I no longer do the grocery shopping in my house because, like my father, I would only by items which were deeply on sale.  My husband is not a canned vegetable kind of guy.  In fact, I was lucky enough to marry a cook, so he does all of his own shopping, regularly visiting the local farm for fresh produce or the local meat market for fresh meat or fish.  My cupboards and refrigerator are always full of great food and I never have to worry about how much it cost!

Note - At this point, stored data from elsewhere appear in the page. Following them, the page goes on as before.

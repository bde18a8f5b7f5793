//! Source identity and registration notifications
//!
//! A source is identified by its vhost/app/stream tuple and is announced
//! once per protocol it is reachable under.

/// Unique identifier for a source (vhost + app + stream name)
#[derive(Debug, Clone, PartialEq, Eq, Hash)]
pub struct SourceKey {
    /// Virtual host (e.g., "__defaultVhost__")
    pub vhost: String,
    /// Application name (e.g., "live")
    pub app: String,
    /// Stream name (e.g., "test")
    pub stream: String,
}

impl SourceKey {
    /// Create a new source key
    pub fn new(
        vhost: impl Into<String>,
        app: impl Into<String>,
        stream: impl Into<String>,
    ) -> Self {
        Self {
            vhost: vhost.into(),
            app: app.into(),
            stream: stream.into(),
        }
    }
}

impl std::fmt::Display for SourceKey {
    fn fmt(&self, f: &mut std::fmt::Formatter<'_>) -> std::fmt::Result {
        write!(f, "{}/{}/{}", self.vhost, self.app, self.stream)
    }
}

/// A source as seen under one protocol
#[derive(Debug, Clone, PartialEq, Eq, Hash)]
pub struct SourceRef {
    /// Short lowercase protocol token (e.g., "rtsp")
    pub schema: String,
    /// Source identity
    pub key: SourceKey,
}

impl SourceRef {
    pub fn new(schema: impl Into<String>, key: SourceKey) -> Self {
        Self {
            schema: schema.into(),
            key,
        }
    }
}

impl std::fmt::Display for SourceRef {
    fn fmt(&self, f: &mut std::fmt::Formatter<'_>) -> std::fmt::Result {
        write!(f, "{}://{}", self.schema, self.key)
    }
}

/// Source registration change
#[derive(Debug, Clone, PartialEq, Eq)]
pub struct SourceEvent {
    /// The source that changed
    pub source: SourceRef,
    /// `true` when the source became available, `false` when it went away
    pub registered: bool,
}

impl SourceEvent {
    pub fn registered(source: SourceRef) -> Self {
        Self {
            source,
            registered: true,
        }
    }

    pub fn unregistered(source: SourceRef) -> Self {
        Self {
            source,
            registered: false,
        }
    }
}

/// Video codec the engine encodes raw pictures with
#[derive(Debug, Clone, Copy, PartialEq, Eq, Default)]
pub enum VideoCodec {
    #[default]
    H264,
    H265,
}

/// Video track parameters declared when a source is created
#[derive(Debug, Clone, PartialEq)]
pub struct VideoInfo {
    pub codec: VideoCodec,
    pub width: u32,
    pub height: u32,
    pub fps: f32,
    /// Target bitrate in bits per second
    pub bitrate: u32,
}

impl VideoInfo {
    pub fn new(width: u32, height: u32, fps: f32) -> Self {
        Self {
            codec: VideoCodec::default(),
            width,
            height,
            fps,
            bitrate: crate::config::DEFAULT_BITRATE,
        }
    }

    pub fn with_bitrate(mut self, bitrate: u32) -> Self {
        self.bitrate = bitrate;
        self
    }
}

impl From<&crate::config::PushConfig> for VideoInfo {
    fn from(config: &crate::config::PushConfig) -> Self {
        Self::new(config.width, config.height, config.fps as f32).with_bitrate(config.bitrate)
    }
}
//! Source entry and state types
//!
//! This module defines the per-source state stored in the registry.

use std::sync::atomic::{AtomicU64, Ordering};
use std::time::Instant;

use tokio::sync::broadcast;

use super::frame::RawFrame;
use super::source::VideoInfo;

/// Entry for a single source in the registry
pub struct SourceEntry {
    /// Protocols the source is registered under
    pub schemas: Vec<String>,

    /// Declared video track
    pub video: VideoInfo,

    /// Broadcast sender for fan-out to sessions
    tx: broadcast::Sender<RawFrame>,

    /// Frames accepted from the intake
    frames_in: AtomicU64,

    /// Frames skipped because no session was listening
    frames_skipped: AtomicU64,

    /// When the source was registered
    pub registered_at: Instant,
}

impl SourceEntry {
    /// Create a new source entry
    pub(super) fn new(schemas: Vec<String>, video: VideoInfo, capacity: usize) -> Self {
        let (tx, _) = broadcast::channel(capacity);

        Self {
            schemas,
            video,
            tx,
            frames_in: AtomicU64::new(0),
            frames_skipped: AtomicU64::new(0),
            registered_at: Instant::now(),
        }
    }

    /// Number of sessions currently consuming frames
    pub fn receiver_count(&self) -> usize {
        self.tx.receiver_count()
    }

    /// Subscribe to this source's frames
    pub(super) fn subscribe(&self) -> broadcast::Receiver<RawFrame> {
        self.tx.subscribe()
    }

    /// Send a frame to all sessions
    ///
    /// The frame is only built when someone is listening. Returns the number
    /// of receivers that got it.
    pub(super) fn send_with(&self, make: impl FnOnce() -> RawFrame) -> usize {
        self.frames_in.fetch_add(1, Ordering::Relaxed);

        if self.tx.receiver_count() == 0 {
            self.frames_skipped.fetch_add(1, Ordering::Relaxed);
            return 0;
        }

        self.tx.send(make()).unwrap_or(0)
    }

    /// Snapshot of this entry's counters
    pub fn stats(&self) -> SourceStats {
        SourceStats {
            schemas: self.schemas.clone(),
            receiver_count: self.receiver_count(),
            frames_in: self.frames_in.load(Ordering::Relaxed),
            frames_skipped: self.frames_skipped.load(Ordering::Relaxed),
        }
    }
}

/// Statistics for a source
#[derive(Debug, Clone, PartialEq, Eq)]
pub struct SourceStats {
    /// Protocols the source is registered under
    pub schemas: Vec<String>,
    /// Number of sessions consuming frames
    pub receiver_count: usize,
    /// Frames accepted from the intake
    pub frames_in: u64,
    /// Frames nobody was listening for
    pub frames_skipped: u64,
}
//! Statistics for the producer and the push lifecycle

use std::time::{Duration, Instant};

/// Frame producer statistics
#[derive(Debug, Clone)]
pub struct ProducerStats {
    /// Frames handed to the intake
    pub frames_submitted: u64,
    /// Timestamp of the last submitted frame
    pub last_timestamp_ms: Option<u64>,
    /// When the producer was created
    pub started_at: Instant,
}

impl ProducerStats {
    pub fn new() -> Self {
        Self {
            frames_submitted: 0,
            last_timestamp_ms: None,
            started_at: Instant::now(),
        }
    }

    /// Record one submitted frame
    pub fn record_frame(&mut self, timestamp_ms: u64) {
        self.frames_submitted += 1;
        self.last_timestamp_ms = Some(timestamp_ms);
    }

    /// Get duration since the producer started
    pub fn duration(&self) -> Duration {
        self.started_at.elapsed()
    }

    /// Measured frame rate
    pub fn calculated_framerate(&self) -> f64 {
        let secs = self.duration().as_secs_f64();
        if secs > 0.0 {
            self.frames_submitted as f64 / secs
        } else {
            0.0
        }
    }
}

impl Default for ProducerStats {
    fn default() -> Self {
        Self::new()
    }
}

/// Push lifecycle statistics
#[derive(Debug, Clone, Default, PartialEq, Eq)]
pub struct PushStats {
    /// Sessions created and published
    pub sessions_created: u64,
    /// Sessions released
    pub sessions_released: u64,
    /// Session creations the engine refused
    pub create_failures: u64,
    /// Publish results with code 0
    pub publish_successes: u64,
    /// Publish results with a non-zero code
    pub publish_failures: u64,
    /// Shutdown reports from live sessions
    pub interruptions: u64,
    /// Registrations for other protocols or sources
    pub ignored_events: u64,
    /// Reports from sessions that were already released
    pub stale_events: u64,
    /// Registration notifications dropped because the actor fell behind
    pub lagged_notifications: u64,
}

impl PushStats {
    pub fn new() -> Self {
        Self::default()
    }

    /// Sessions currently alive (0 or 1 for a single managed source)
    pub fn live_sessions(&self) -> u64 {
        self.sessions_created.saturating_sub(self.sessions_released)
    }
}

Which brings me back to my drugstore sojourn yesterday when, browsing the aisles, I noticed that some of the make-up items were 75% off.  (PLUS I had a $5 off coupon for the store!  What could be better?)  I picked out the marked-down items and proudly brought them to the register.  I was happy!  I was frugal!  I was an idiot!  When I got the items home and tried to use them, I was horrified to learn I had bought powdered make-up such an ugly color that when I put it on I looked like I had pancake make-up on my face. (I’m not talking about pancake make-up they were in the movies, I’m talking about make-up that actually looked like I was wearing pancake flour on my face!)  I tried the blush and it was so red that my cheeks looked like a clown.  The lipstick was brown.  (UGH!)  The mascara was not waterproof, (something I HATE because by night time I being to look like a raccoon.)  And WHY hadn’t I noticed that the nail polish was green???  For the first time in my life I looked at my white powdered, red cheeked, brown lipped self in the mirror and I thought “I am officially crazy!”  Oh, well, its a good thing that I think I am pretty on the INSIDE!